Presidente da Câmara Setorial pede união
O presidente da Câmara Setorial do Leite, órgão vinculado ao Ministério da Agricultura, Pecuária e Abastecimento (Mapa) Ronei Volpi pede união entre o setor produtivo e a indústria. De acordo com ele, é necessária cautela para que a situação na qual se encontra a cadeia produtiva do leite seja superada. Volpi cita a ministra da Agricultura, Tereza Christina, que classificou o contexto atual como a “tempestade perfeita”. “Isto porque de um lado temos os elevados custos de produção e do outro a pressão da indústria pela queda no consumo”, explica.
Volpi que também preside o Conselho Paritário Produtores/Indústrias de Leite do Estado do Paraná (Conseleite) diz que diante do aumento vertiginoso e sem precedentes dos concentrados como o milho e a soja, indústria e propriedade precisam ser realinhadas. “Não adianta ficar reclamando e colocando a culpa e um ou outro. O produtor precisa buscar a sobrevivência, fazer um esforço gerencial cortar custos e eliminar animais improdutivos e a na indústria, é preciso que se faça a mesma coisa”, analisa.
Situação difícil em todo o país
A pesquisadora Vania Di Addario Guimarães da Universidade Federal do Paraná tem dados que mostram que o pagamento das parcelas de R$ 600,00 e R$ 1.200,00, da primeira remessa do auxílio emergencial fizeram com que produtos derivados do leite – como o queijo Tipo Muçarela – disparassem de preço. “De maio a setembro do ano passado, o preço do Muçarela explodiu. O auxílio emergencial do governo deu uma injeção de dinheiro muito importante, especialmente para as camadas de consumidores de menor renda”, destaca.
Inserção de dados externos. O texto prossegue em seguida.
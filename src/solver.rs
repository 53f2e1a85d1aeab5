use crate::engine::{Board, Direction};
use crate::error::PuzzleError;
use crate::frontier::{BestCostTable, Frontier};
use crate::heuristics::Heuristic;
use crate::solvability::{inversion_count, is_solvable};
use std::fmt;
use std::time::{Duration, Instant};
use tracing::{debug, trace, warn};

/// Tuning knobs for a single search.
#[derive(Clone, Copy, Debug, PartialEq, Eq)]
pub struct SearchOptions {
    pub heuristic: Heuristic,
    /// Skip the successor that would undo the move leading to the current node.
    /// This never changes the result; the best-cost table rejects that board anyway.
    pub suppress_reversals: bool,
    /// Stop after this many expansions.
    pub max_expansions: Option<u64>,
    /// Stop once this much wall-clock time has passed.
    pub time_limit: Option<Duration>,
}

impl Default for SearchOptions {
    fn default() -> Self {
        SearchOptions {
            heuristic: Heuristic::default(),
            suppress_reversals: true,
            max_expansions: None,
            time_limit: None,
        }
    }
}

impl SearchOptions {
    pub fn with_heuristic(mut self, heuristic: Heuristic) -> Self {
        self.heuristic = heuristic;
        self
    }

    pub fn with_max_expansions(mut self, max_expansions: u64) -> Self {
        self.max_expansions = Some(max_expansions);
        self
    }

    pub fn with_time_limit(mut self, time_limit: Duration) -> Self {
        self.time_limit = Some(time_limit);
        self
    }

    pub fn with_suppress_reversals(mut self, suppress_reversals: bool) -> Self {
        self.suppress_reversals = suppress_reversals;
        self
    }
}

/// A bound from [`SearchOptions`] that ended a search early.
#[derive(Clone, Copy, Debug, PartialEq, Eq)]
pub enum SearchLimit {
    MaxExpansions(u64),
    TimeLimit(Duration),
}

impl fmt::Display for SearchLimit {
    fn fmt(&self, f: &mut fmt::Formatter<'_>) -> fmt::Result {
        match self {
            SearchLimit::MaxExpansions(n) => write!(f, "the expansion limit of {}", n),
            SearchLimit::TimeLimit(d) => write!(f, "the time limit of {:.3}s", d.as_secs_f64()),
        }
    }
}

/// Counters collected while searching.
#[derive(Clone, Copy, Debug, Default, PartialEq, Eq)]
pub struct SearchStats {
    /// Live (non-stale) entries popped from the frontier.
    pub nodes_expanded: u64,
    /// Successors pushed onto the frontier. The start node is not counted.
    pub nodes_generated: u64,
    /// Largest frontier size observed, stale entries included.
    pub max_frontier: usize,
    pub elapsed: Duration,
}

/// Represents an optimal solution found by the solver.
#[derive(Clone, Debug, PartialEq, Eq)]
pub struct Solution {
    /// Blank moves leading from the start board to the goal.
    pub moves: Vec<Direction>,
    /// Path cost; every move costs one.
    pub cost: u32,
    pub stats: SearchStats,
}

impl Solution {
    /// Replays the moves from `start`, returning each board after each move.
    ///
    /// Returns `None` if `start` is not the board this solution was found for.
    pub fn boards(&self, start: &Board) -> Option<Vec<Board>> {
        start.apply_moves(&self.moves)
    }
}

#[derive(Debug)]
struct SearchNode {
    board: Board,
    g: u32,
    parent: Option<usize>,
    via: Option<Direction>,
}

/// A* search over a single start board.
///
/// Constructing the engine checks solvability and seeds the frontier with the
/// start node; [`SearchEngine::run`] then drives the search to completion.
/// Nodes live in a flat arena and refer to their parents by index.
#[derive(Debug)]
pub struct SearchEngine {
    options: SearchOptions,
    nodes: Vec<SearchNode>,
    frontier: Frontier,
    best: BestCostTable,
    stats: SearchStats,
}

impl SearchEngine {
    /// Prepares a search from `start`.
    ///
    /// # Errors
    /// Returns [`PuzzleError::Unsolvable`] if `start` has odd inversion parity.
    pub fn new(start: Board, options: SearchOptions) -> Result<Self, PuzzleError> {
        if !is_solvable(&start) {
            return Err(PuzzleError::Unsolvable {
                inversions: inversion_count(&start),
            });
        }

        let h = options.heuristic.evaluate(&start);
        let mut frontier = Frontier::new();
        let mut best = BestCostTable::new();
        best.improve(start, 0);
        frontier.push(h, 0, 0);

        debug!(heuristic = %options.heuristic, initial_h = h, "search ready");

        Ok(SearchEngine {
            options,
            nodes: vec![SearchNode {
                board: start,
                g: 0,
                parent: None,
                via: None,
            }],
            frontier,
            best,
            stats: SearchStats::default(),
        })
    }

    /// Runs the search until the goal is reached, the frontier empties, or a
    /// configured limit is hit.
    pub fn run(mut self) -> Result<Solution, PuzzleError> {
        let started = Instant::now();

        while let Some(entry) = self.frontier.pop() {
            let (board, g, via) = {
                let node = &self.nodes[entry.node];
                (node.board, node.g, node.via)
            };

            if self.best.is_stale(&board, g) {
                trace!(node = entry.node, g, "skipping stale frontier entry");
                continue;
            }

            if let Some(limit) = self.limit_reached(started) {
                let stats = self.finish_stats(started);
                warn!(%limit, expanded = stats.nodes_expanded, "search stopped early");
                return Err(PuzzleError::LimitReached { limit, stats });
            }

            self.stats.nodes_expanded += 1;

            if board.is_goal() {
                let stats = self.finish_stats(started);
                let moves = self.reconstruct_moves(entry.node);
                debug!(
                    cost = g,
                    expanded = stats.nodes_expanded,
                    generated = stats.nodes_generated,
                    "goal reached"
                );
                return Ok(Solution {
                    moves,
                    cost: g,
                    stats,
                });
            }

            let reverse = via.map(Direction::opposite);
            for (direction, next) in board.successors() {
                if self.options.suppress_reversals && Some(direction) == reverse {
                    continue;
                }

                let next_g = g + 1;
                if !self.best.improve(next, next_g) {
                    continue;
                }

                let index = self.nodes.len();
                self.nodes.push(SearchNode {
                    board: next,
                    g: next_g,
                    parent: Some(entry.node),
                    via: Some(direction),
                });
                let f = next_g + self.options.heuristic.evaluate(&next);
                self.frontier.push(f, next_g, index);
                self.stats.nodes_generated += 1;
            }
        }

        let stats = self.finish_stats(started);
        warn!(
            expanded = stats.nodes_expanded,
            seen = self.best.len(),
            "frontier exhausted on a solvable board"
        );
        Err(PuzzleError::SearchExhausted { stats })
    }

    fn limit_reached(&self, started: Instant) -> Option<SearchLimit> {
        if let Some(max) = self.options.max_expansions {
            if self.stats.nodes_expanded >= max {
                return Some(SearchLimit::MaxExpansions(max));
            }
        }
        if let Some(time_limit) = self.options.time_limit {
            if started.elapsed() >= time_limit {
                return Some(SearchLimit::TimeLimit(time_limit));
            }
        }
        None
    }

    fn finish_stats(&self, started: Instant) -> SearchStats {
        SearchStats {
            max_frontier: self.frontier.peak_len(),
            elapsed: started.elapsed(),
            ..self.stats
        }
    }

    fn reconstruct_moves(&self, goal: usize) -> Vec<Direction> {
        let mut moves = Vec::with_capacity(self.nodes[goal].g as usize);
        let mut cursor = Some(goal);
        while let Some(index) = cursor {
            let node = &self.nodes[index];
            if let Some(direction) = node.via {
                moves.push(direction);
            }
            cursor = node.parent;
        }
        moves.reverse();
        moves
    }
}

/// Solves `start` optimally with A*.
///
/// # Errors
/// - [`PuzzleError::Unsolvable`] if the board fails the parity check; A* never runs.
/// - [`PuzzleError::LimitReached`] if a bound in `options` stopped the search.
/// - [`PuzzleError::SearchExhausted`] if the frontier emptied, which signals a solver bug.
///
/// # Examples
/// ```
/// use puzzle24_solver::engine::{Board, Direction};
/// use puzzle24_solver::solver::{solve, SearchOptions};
///
/// let start = Board::goal().apply_move(Direction::Up).unwrap();
/// let solution = solve(&start, SearchOptions::default()).unwrap();
/// assert_eq!(solution.moves, vec![Direction::Down]);
/// assert_eq!(solution.cost, 1);
/// ```
#[tracing::instrument(level = "debug", skip_all, fields(heuristic = %options.heuristic))]
pub fn solve(start: &Board, options: SearchOptions) -> Result<Solution, PuzzleError> {
    SearchEngine::new(*start, options)?.run()
}

/// Validates a raw row-major tile sequence and solves it.
///
/// # Errors
/// [`PuzzleError::InvalidBoardShape`] if `labels` is not a permutation of
/// `0..=24`, otherwise as for [`solve`].
pub fn solve_tiles(labels: &[u8], options: SearchOptions) -> Result<Solution, PuzzleError> {
    let start = Board::from_tiles(labels)?;
    solve(&start, options)
}

#[cfg(test)]
mod tests {
    use super::*;
    use crate::error::BoardShapeError;

    fn goal_after(moves: &[Direction]) -> Board {
        *Board::goal().apply_moves(moves).unwrap().last().unwrap()
    }

    #[test]
    fn test_solve_goal_board() {
        let solution = solve(&Board::goal(), SearchOptions::default()).unwrap();
        assert!(solution.moves.is_empty());
        assert_eq!(solution.cost, 0);
        assert_eq!(solution.stats.nodes_expanded, 1);
        assert_eq!(solution.stats.nodes_generated, 0);
    }

    #[test]
    fn test_solve_reverses_short_scramble() {
        let start = goal_after(&[Direction::Up, Direction::Left, Direction::Left]);
        let solution = solve(&start, SearchOptions::default()).unwrap();
        assert_eq!(
            solution.moves,
            vec![Direction::Right, Direction::Right, Direction::Down]
        );
        assert_eq!(solution.cost, 3);
        let boards = solution.boards(&start).unwrap();
        assert!(boards.last().unwrap().is_goal());
    }

    #[test]
    fn test_cost_matches_move_count() {
        let start = Board::scrambled(3, 14);
        for heuristic in [Heuristic::MisplacedTiles, Heuristic::Manhattan] {
            let options = SearchOptions::default().with_heuristic(heuristic);
            let solution = solve(&start, options).unwrap();
            assert_eq!(solution.cost as usize, solution.moves.len());
            assert!(solution.cost <= 14);
        }
    }

    #[test]
    fn test_unsolvable_board_is_rejected_before_search() {
        let mut labels = Board::goal().tiles().to_vec();
        labels.swap(0, 1);
        let start = Board::from_tiles(&labels).unwrap();
        let error = SearchEngine::new(start, SearchOptions::default()).unwrap_err();
        assert_eq!(error, PuzzleError::Unsolvable { inversions: 1 });
        assert!(error.stats().is_none());
    }

    #[test]
    fn test_solve_tiles_rejects_bad_shape() {
        let error = solve_tiles(&[0; 25], SearchOptions::default()).unwrap_err();
        assert_eq!(
            error,
            PuzzleError::InvalidBoardShape(BoardShapeError::DuplicateTile { tile: 0 })
        );
        assert!(error.to_string().starts_with("invalid board:"));
    }

    #[test]
    fn test_solve_tiles_solves_valid_labels() {
        let start = Board::goal().apply_move(Direction::Left).unwrap();
        let solution = solve_tiles(start.tiles(), SearchOptions::default()).unwrap();
        assert_eq!(solution.moves, vec![Direction::Right]);
    }

    #[test]
    fn test_expansion_limit_stops_search() {
        let start = Board::scrambled(11, 30);
        let options = SearchOptions::default()
            .with_heuristic(Heuristic::MisplacedTiles)
            .with_max_expansions(5);
        match solve(&start, options) {
            Err(PuzzleError::LimitReached { limit, stats }) => {
                assert_eq!(limit, SearchLimit::MaxExpansions(5));
                assert_eq!(stats.nodes_expanded, 5);
            }
            // A scramble that happens to be solved within five expansions.
            Ok(solution) => assert!(solution.stats.nodes_expanded <= 5),
            Err(other) => panic!("unexpected error: {}", other),
        }
    }

    #[test]
    fn test_zero_time_limit_stops_search() {
        let start = Board::scrambled(5, 40);
        let options = SearchOptions::default().with_time_limit(Duration::ZERO);
        let error = solve(&start, options).unwrap_err();
        assert!(matches!(
            error,
            PuzzleError::LimitReached {
                limit: SearchLimit::TimeLimit(_),
                ..
            }
        ));
        assert!(error.stats().is_some());
    }

    #[test]
    fn test_reversal_suppression_does_not_change_result() {
        let start = Board::scrambled(21, 18);
        let with = solve(&start, SearchOptions::default()).unwrap();
        let without = solve(
            &start,
            SearchOptions::default().with_suppress_reversals(false),
        )
        .unwrap();
        assert_eq!(with.moves, without.moves);
        assert_eq!(with.stats.nodes_expanded, without.stats.nodes_expanded);
        assert_eq!(with.stats.nodes_generated, without.stats.nodes_generated);
    }

    #[test]
    fn test_stats_are_consistent() {
        let start = Board::scrambled(8, 20);
        let solution = solve(&start, SearchOptions::default()).unwrap();
        let stats = solution.stats;
        assert!(stats.nodes_expanded >= solution.cost as u64 + 1);
        assert!(stats.nodes_generated >= solution.cost as u64);
        assert!(stats.max_frontier >= 1);
    }

    #[test]
    fn test_limit_display() {
        assert_eq!(
            SearchLimit::MaxExpansions(10).to_string(),
            "the expansion limit of 10"
        );
        assert_eq!(
            SearchLimit::TimeLimit(Duration::from_millis(1500)).to_string(),
            "the time limit of 1.500s"
        );
    }
}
Assim, segundo ela, “catapultou” junto o valor de vários tipos de lácteos, em um movimento de valorização destes produtos durante boa parte do ano passado. “Até setembro foi um valor, em dezembro outro e em janeiro isto secou. O efeito disso na renda e consumo das famílias foi enorme”, complementa.
Além da análise do Paraná, a professora Vania, que é membro do Conseleite de Rondônia, revela que a elevação dos custos de produção e a redução de consumo é refletida em todo o país. A pesquisadora também acompanha o cenário no Sudeste, em São Paulo, um dos principais mercados consumidores brasileiros e vê o “filme” da dificuldade no campo e no laticínio repetir-se. “A cadeia produtiva do leite como um todo está um cenário difícil, que se repete em todo o Brasil”, diz.
Nas pesquisas feiras pela Universidade Federal do Paraná, após a supervalorização do ano passado houve uma reversão no mercado paranaense. Na comparação entre setembro de 2020 e fevereiro de 2021, a redução no preço do queijo foi de R$ 8,00 por quilo, situação que segundo a pesquisadora causa uma séria dificuldade na indústria do Paraná.
A pesquisadora destaca que a redução de preços – feita pelos laticínios – para impulsionar o consumo no Brasil, durante a segunda e mais grave onda da pandemia, sem o auxílio emergencial não chegou na ponta. “O varejo não repassou esta redução. O papel de ‘leão’ não está com a indústria, está com o varejo que não reduziu os preços”, comenta.